**TASK ITEM**
When you print the records, keep every line identical to the original.
[[ RECORD EXTRACTS, beginning ]]
//! # Dataset Recommender Vector Store
//!
//! Both text representations used for dataset recommendations, and where they are kept.
//!
//! ```text
//! title + " " + description
//!     │
//!     ├──> TfidfVectorizer (lexical, vocabulary-sized)
//!     │
//!     ├──> EmbeddingModel (dense, ONNX sentence model or stub)
//!     │
//!     └──> EmbeddingRepository
//!            └─> JsonEmbeddingStore / InMemoryEmbeddingStore
//! ```

mod embeddings;
mod error;
mod lexical;
mod paths;
mod shared;
mod similarity;
mod store;
mod types;

pub use embeddings::{
    EmbeddingMode, EmbeddingModel, TextEmbedder, DEFAULT_MODEL_ID, EMBEDDING_DIM,
    EMBEDDING_MODEL_ENV, EMBEDDING_MODE_ENV, MAX_EMBED_TOKENS, MODEL_DIR_ENV,
};
pub use error::{Result, VectorStoreError};
pub use lexical::{TextVectorizer, TfidfVectorizer};
pub use paths::{
    data_dir_from_env, DataLayout, CATALOG_FILE_NAME, DATA_DIR_ENV, DEFAULT_DATA_DIR_NAME,
    EMBEDDINGS_FILE_NAME, QUERY_LOG_FILE_NAME, VECTORIZER_FILE_NAME,
};
pub use shared::{shared_embedder, shared_vectorizer};
pub use similarity::cosine_similarity;
pub use store::{EmbeddingRepository, InMemoryEmbeddingStore, JsonEmbeddingStore};
pub use types::{EmbeddingRecord, StoredVectors, UpsertCounts, UpsertOutcome, VectorKind};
[[ RECORD EXTRACTS, end ]]
**REPLY TO THE EXERCISE**
//! # Dataset Recommender Vector Store
//!
//! Both text representations used for dataset recommendations, and where they are kept.
//!
//! ```text
//! title + " " + description
//!     │
//!     ├──> TfidfVectorizer (lexical, vocabulary-sized)
//!     │
//!     ├──> EmbeddingModel (dense, ONNX sentence model or stub)
//!     │
//!     └──> EmbeddingRepository
//!            └─> JsonEmbeddingStore / InMemoryEmbeddingStore
//! ```

mod embeddings;
mod error;
mod lexical;
mod paths;
mod shared;
mod similarity;
mod store;
mod types;

pub use embeddings::{
    EmbeddingMode, EmbeddingModel, TextEmbedder, DEFAULT_MODEL_ID, EMBEDDING_DIM,
    EMBEDDING_MODEL_ENV, EMBEDDING_MODE_ENV, MAX_EMBED_TOKENS, MODEL_DIR_ENV,
};
pub use error::{Result, VectorStoreError};
pub use lexical::{TextVectorizer, TfidfVectorizer};
pub use paths::{
    data_dir_from_env, DataLayout, CATALOG_FILE_NAME, DATA_DIR_ENV, DEFAULT_DATA_DIR_NAME,
    EMBEDDINGS_FILE_NAME, QUERY_LOG_FILE_NAME, VECTORIZER_FILE_NAME,
};
pub use shared::{shared_embedder, shared_vectorizer};
pub use similarity::cosine_similarity;
pub use store::{EmbeddingRepository, InMemoryEmbeddingStore, JsonEmbeddingStore};
pub use types::{EmbeddingRecord, StoredVectors, UpsertCounts, UpsertOutcome, VectorKind};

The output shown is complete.